Querido hermano: Ayer vi en tus ojos una mirada de furia hacia tu mujer. ¡Es preciso que recuerdes!Te envío las últimas hojas del diario de tu madre, que también es la mía.
Julio 1994. El verano llegó con fuerza, es mi estación favorita. Con gusto guardo la ropa del invierno ya dormido. El miedo no tiene sueño. Vivo a caballo entre súplicas y perdones. Es la hora del Ángelus; hago un descanso, ordeno la mesa, cuelgo el teléfono que vengo de utilizar, cojo el bolso y salgo a por un merecido café. Quedo sin habla… las manos me sudan, un escalofrío me sacude. En el monedero encuentro trocitos de tela. El estampado de mi camisón de flores pequeñas, blancas y amarillas, margaritas exactamente, cortado en triángulos iguales. ¡Qué lástima! ¡Lo amaba! Era parte de mi ajuar, regalo de mi madre.
Ya es otoño, un asustado sol quiere brillar, pero una nube oscura cruza el cielo anunciando posibles tormentas. Me revuelvo. Quiero comprar momentos de tranquilidad, de sosiego. Camino por el pasillo despacio, los niños ya están acostados, les cierro la puerta para que ningún ruido los despierte de su sueño reciente.
Escucho los pasos, el miedo se apodera de mí, no lo aliento, no hago ningún movimiento extraño, el pulso me va a mil. La náusea me ahoga. Procuro que no note mi presencia; tarde… se acerca, noto su aliento pastoso y repulsivo en mi cuello. Cierro los ojos. Me giro, y en la mano tiene una cinta de medir extendida; palabras confusas y atropelladas salen de su boca.

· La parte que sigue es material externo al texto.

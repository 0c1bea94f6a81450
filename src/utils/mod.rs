//! Utility functions for the viewer core.
//!
//! This module provides image loading, bounding-box cropping, and logging
//! setup used throughout the crate.

pub mod crop;
pub mod image;
pub mod logging;

pub use crop::crop_bounding_box;
pub use image::{image_dimensions, load_image};
pub use logging::init_tracing;
//! Export surface for document text and annotated images.
//!
//! Hosts hand out two downloads per document: the current element texts as a
//! plain-text file and the current annotated image as PNG. File names derive
//! from the source file's stem with fixed suffixes.

use crate::core::{ScanViewError, ScanViewResult};
use crate::parser::Element;
use image::{ImageFormat, RgbImage};
use std::io::Cursor;
use std::path::{Path, PathBuf};

/// Suffix for exported text files.
const TEXT_SUFFIX: &str = "_extracted.txt";

/// Suffix for exported annotated images.
const IMAGE_SUFFIX: &str = "_annotated.png";

/// Joins the current element texts with a blank line between elements.
pub fn document_text(elements: &[Element]) -> String {
    elements
        .iter()
        .map(|element| element.text.as_str())
        .collect::<Vec<_>>()
        .join("\n\n")
}

/// Encodes an annotated image as a PNG byte stream.
pub fn annotated_png(image: &RgbImage) -> ScanViewResult<Vec<u8>> {
    let mut buffer = Cursor::new(Vec::new());
    image
        .write_to(&mut buffer, ImageFormat::Png)
        .map_err(ScanViewError::ImageEncode)?;
    Ok(buffer.into_inner())
}

/// Export file name for a document's extracted text.
pub fn text_export_name(filename: &str) -> String {
    format!("{}{}", stem(filename), TEXT_SUFFIX)
}

/// Export file name for a document's annotated image.
pub fn image_export_name(filename: &str) -> String {
    format!("{}{}", stem(filename), IMAGE_SUFFIX)
}

/// Writes an annotated image into `output_folder`, creating the folder as
/// needed, and returns the path written.
pub fn save_annotated_image(
    image: &RgbImage,
    original_filename: &str,
    output_folder: &Path,
) -> ScanViewResult<PathBuf> {
    std::fs::create_dir_all(output_folder)?;
    let output_path = output_folder.join(image_export_name(original_filename));
    image
        .save(&output_path)
        .map_err(ScanViewError::ImageEncode)?;
    Ok(output_path)
}

fn stem(filename: &str) -> String {
    Path::new(filename)
        .file_stem()
        .and_then(|stem| stem.to_str())
        .map(str::to_owned)
        .unwrap_or_else(|| filename.to_string())
}

#[cfg(test)]
mod tests {
    use super::*;
    use image::Rgb;

    #[test]
    fn test_document_text_joins_with_blank_lines() {
        let elements = vec![
            Element::new("Title", "Heading", None),
            Element::new("NarrativeText", "Body", None),
            Element::new("Footer", "Page 1", None),
        ];
        assert_eq!(document_text(&elements), "Heading\n\nBody\n\nPage 1");
    }

    #[test]
    fn test_document_text_empty() {
        assert_eq!(document_text(&[]), "");
    }

    #[test]
    fn test_annotated_png_produces_png_bytes() {
        let img = RgbImage::from_pixel(16, 16, Rgb([10, 20, 30]));
        let bytes = annotated_png(&img).unwrap();
        assert_eq!(&bytes[..8], b"\x89PNG\r\n\x1a\n");
    }

    #[test]
    fn test_export_names_use_source_stem() {
        assert_eq!(text_export_name("scan_001.tiff"), "scan_001_extracted.txt");
        assert_eq!(image_export_name("scan_001.tiff"), "scan_001_annotated.png");
        assert_eq!(image_export_name("no_extension"), "no_extension_annotated.png");
    }

    #[test]
    fn test_save_annotated_image_creates_folder() {
        let dir = tempfile::tempdir().unwrap();
        let output = dir.path().join("output").join("annotated");
        let img = RgbImage::from_pixel(8, 8, Rgb([0, 0, 0]));

        let path = save_annotated_image(&img, "page.tiff", &output).unwrap();
        assert_eq!(path, output.join("page_annotated.png"));
        assert!(path.exists());
    }
}
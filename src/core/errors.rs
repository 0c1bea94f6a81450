//! Core error types for the scanview crate.
//!
//! This module defines the fundamental error type used throughout the viewer core,
//! covering image I/O, folder discovery, partitioning-engine failures, and invalid
//! input. All fallible public APIs in this crate return [`ScanViewError`].

use std::path::PathBuf;
use thiserror::Error;

/// Convenience alias for results produced by this crate.
pub type ScanViewResult<T> = Result<T, ScanViewError>;

/// Errors that can occur while loading, partitioning, editing, or rendering
/// scanned documents.
#[derive(Debug, Error)]
pub enum ScanViewError {
    /// Error occurred while loading or decoding an image.
    #[error("image load")]
    ImageLoad(#[source] image::ImageError),

    /// Error occurred while encoding an image for export.
    #[error("image encode")]
    ImageEncode(#[source] image::ImageError),

    /// The document folder handed to discovery does not exist.
    #[error("folder not found: {path}")]
    FolderNotFound {
        /// The folder that was requested.
        path: PathBuf,
    },

    /// The external partitioning engine failed for a given image.
    #[error("partitioning failed for '{path}': {context}")]
    Partition {
        /// Path of the image that was being partitioned.
        path: PathBuf,
        /// Additional context about the failure.
        context: String,
        /// The underlying engine error.
        #[source]
        source: Box<dyn std::error::Error + Send + Sync>,
    },

    /// Error indicating invalid input.
    #[error("invalid input: {message}")]
    InvalidInput {
        /// A message describing the invalid input.
        message: String,
    },

    /// IO error.
    #[error("io")]
    Io(#[from] std::io::Error),
}

impl From<image::ImageError> for ScanViewError {
    /// Converts an image::ImageError to ScanViewError::ImageLoad.
    fn from(error: image::ImageError) -> Self {
        Self::ImageLoad(error)
    }
}

impl ScanViewError {
    /// Creates an invalid-input error from a message.
    pub fn invalid_input(message: impl Into<String>) -> Self {
        Self::InvalidInput {
            message: message.into(),
        }
    }

    /// Wraps an error raised by the external partitioning engine.
    pub fn partition_error(
        path: impl Into<PathBuf>,
        context: impl Into<String>,
        source: impl std::error::Error + Send + Sync + 'static,
    ) -> Self {
        Self::Partition {
            path: path.into(),
            context: context.into(),
            source: Box::new(source),
        }
    }
}
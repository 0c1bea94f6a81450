//! The core module of the scanview crate.
//!
//! This module contains the fundamental components shared by the rest of the
//! crate, currently error handling. It re-exports the commonly used types for
//! convenience.

pub mod errors;

pub use errors::{ScanViewError, ScanViewResult};
//! Named color palettes keyed by element category.
//!
//! Multiple palettes coexist so hosts can offer a display choice. Lookups
//! never fail: an unknown palette name falls back to the default palette and
//! an unknown category falls back to a fixed sentinel color.

use image::Rgb;

/// Name of the palette used when an unknown palette name is requested.
pub const DEFAULT_SCHEME: &str = "Default";

/// Color used for categories that a palette does not know about.
pub const FALLBACK_COLOR: Rgb<u8> = Rgb([255, 100, 100]);

/// A named mapping from category label to display color.
#[derive(Debug)]
pub struct ColorScheme {
    name: &'static str,
    colors: &'static [(&'static str, Rgb<u8>)],
}

static DEFAULT_COLORS: &[(&str, Rgb<u8>)] = &[
    ("Title", Rgb([255, 0, 0])),
    ("NarrativeText", Rgb([0, 255, 0])),
    ("ListItem", Rgb([0, 0, 255])),
    ("Table", Rgb([255, 165, 0])),
    ("Image", Rgb([255, 0, 255])),
    ("Header", Rgb([255, 255, 0])),
    ("Footer", Rgb([0, 255, 255])),
    ("PageBreak", Rgb([128, 128, 128])),
    ("UncategorizedText", Rgb([128, 0, 128])),
];

static HIGH_CONTRAST_COLORS: &[(&str, Rgb<u8>)] = &[
    ("Title", Rgb([255, 0, 0])),
    ("NarrativeText", Rgb([0, 255, 0])),
    ("ListItem", Rgb([0, 0, 255])),
    ("Table", Rgb([255, 255, 0])),
    ("Image", Rgb([255, 0, 255])),
    ("Header", Rgb([0, 255, 255])),
    ("Footer", Rgb([255, 128, 0])),
    ("PageBreak", Rgb([255, 255, 255])),
    ("UncategorizedText", Rgb([128, 255, 128])),
];

static PASTEL_COLORS: &[(&str, Rgb<u8>)] = &[
    ("Title", Rgb([255, 182, 193])),
    ("NarrativeText", Rgb([173, 216, 230])),
    ("ListItem", Rgb([221, 160, 221])),
    ("Table", Rgb([255, 218, 185])),
    ("Image", Rgb([216, 191, 216])),
    ("Header", Rgb([255, 250, 205])),
    ("Footer", Rgb([176, 224, 230])),
    ("PageBreak", Rgb([211, 211, 211])),
    ("UncategorizedText", Rgb([255, 228, 196])),
];

static MONOCHROME_COLORS: &[(&str, Rgb<u8>)] = &[
    ("Title", Rgb([255, 255, 255])),
    ("NarrativeText", Rgb([220, 220, 220])),
    ("ListItem", Rgb([180, 180, 180])),
    ("Table", Rgb([140, 140, 140])),
    ("Image", Rgb([100, 100, 100])),
    ("Header", Rgb([255, 255, 255])),
    ("Footer", Rgb([200, 200, 200])),
    ("PageBreak", Rgb([160, 160, 160])),
    ("UncategorizedText", Rgb([120, 120, 120])),
];

static SCHEMES: &[ColorScheme] = &[
    ColorScheme {
        name: DEFAULT_SCHEME,
        colors: DEFAULT_COLORS,
    },
    ColorScheme {
        name: "High Contrast",
        colors: HIGH_CONTRAST_COLORS,
    },
    ColorScheme {
        name: "Pastel",
        colors: PASTEL_COLORS,
    },
    ColorScheme {
        name: "Monochrome",
        colors: MONOCHROME_COLORS,
    },
];

impl ColorScheme {
    /// Looks up a palette by name, falling back to the default palette when
    /// the name is unknown.
    pub fn named(name: &str) -> &'static ColorScheme {
        SCHEMES
            .iter()
            .find(|scheme| scheme.name == name)
            .unwrap_or(&SCHEMES[0])
    }

    /// The palette's display name.
    pub fn name(&self) -> &'static str {
        self.name
    }

    /// Returns the color for a category, falling back to
    /// [`FALLBACK_COLOR`] for categories the palette does not know about.
    pub fn color_for(&self, category: &str) -> Rgb<u8> {
        self.colors
            .iter()
            .find(|(label, _)| *label == category)
            .map(|(_, color)| *color)
            .unwrap_or(FALLBACK_COLOR)
    }

    /// Iterates the palette's `(category, color)` entries, e.g. for a legend.
    pub fn entries(&self) -> impl Iterator<Item = (&'static str, Rgb<u8>)> + '_ {
        self.colors.iter().copied()
    }

    /// Names of all available palettes.
    pub fn available() -> impl Iterator<Item = &'static str> {
        SCHEMES.iter().map(|scheme| scheme.name)
    }
}

#[cfg(test)]
mod tests {
    use super::*;

    #[test]
    fn test_named_lookup_and_fallback() {
        assert_eq!(ColorScheme::named("Pastel").name(), "Pastel");
        assert_eq!(ColorScheme::named("Nonexistent").name(), DEFAULT_SCHEME);
    }

    #[test]
    fn test_color_for_known_category() {
        let scheme = ColorScheme::named("Default");
        assert_eq!(scheme.color_for("Title"), Rgb([255, 0, 0]));
        assert_eq!(scheme.color_for("Table"), Rgb([255, 165, 0]));
    }

    #[test]
    fn test_color_for_unknown_category_uses_sentinel() {
        let scheme = ColorScheme::named("High Contrast");
        assert_eq!(scheme.color_for("Sidebar"), FALLBACK_COLOR);
    }

    #[test]
    fn test_all_palettes_cover_the_same_categories() {
        let default_labels: Vec<_> = ColorScheme::named("Default")
            .entries()
            .map(|(label, _)| label)
            .collect();
        for name in ColorScheme::available() {
            let labels: Vec<_> = ColorScheme::named(name)
                .entries()
                .map(|(label, _)| label)
                .collect();
            assert_eq!(labels, default_labels, "palette {name}");
        }
    }
}
//! Document parsing over the external partitioning engine.
//!
//! This module owns the boundary to the third-party partitioning backend and
//! everything that shapes its output: element and document records, folder
//! discovery, batch parsing with per-file failure isolation, and region
//! re-parsing through a scoped temporary crop.

pub mod discovery;
pub mod document;
pub mod engine;

pub use discovery::discover_documents;
pub use document::{Element, ParsedDocument, parse_document, parse_folder, parse_region};
pub use engine::PartitionEngine;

_”Un metro setenta, llega bien para la caja”
El invierno se adelantó. En la radio suena una canción festiva. ¿Cuándo fue la última vez que bailé? Me siento en el sillón orejero, herencia de mi abuela, descansando del día largo y difícil y cierro los ojos un momento. En ese entresueño un lío de pensamientos me pasan por la cabeza;
_ ¡El Amor! ¿Cuándo se acabó?
Me despierta del sueño un líquido frío y pegajoso que me empapa el cabello, derramándose por todo mi cuerpo, mojándome el traje nuevo que estrené esta mañana, en la que ¡ÉL!, mi marido, me dijo que guapa estaba.
El olor a whisky y un sonido de fósforos que cortan el aire, me paraliza.
Sí Manuel, quizás tú no te des cuenta, pero ¡no lo voy a consentir! Aquí estoy yo, para recordártelo.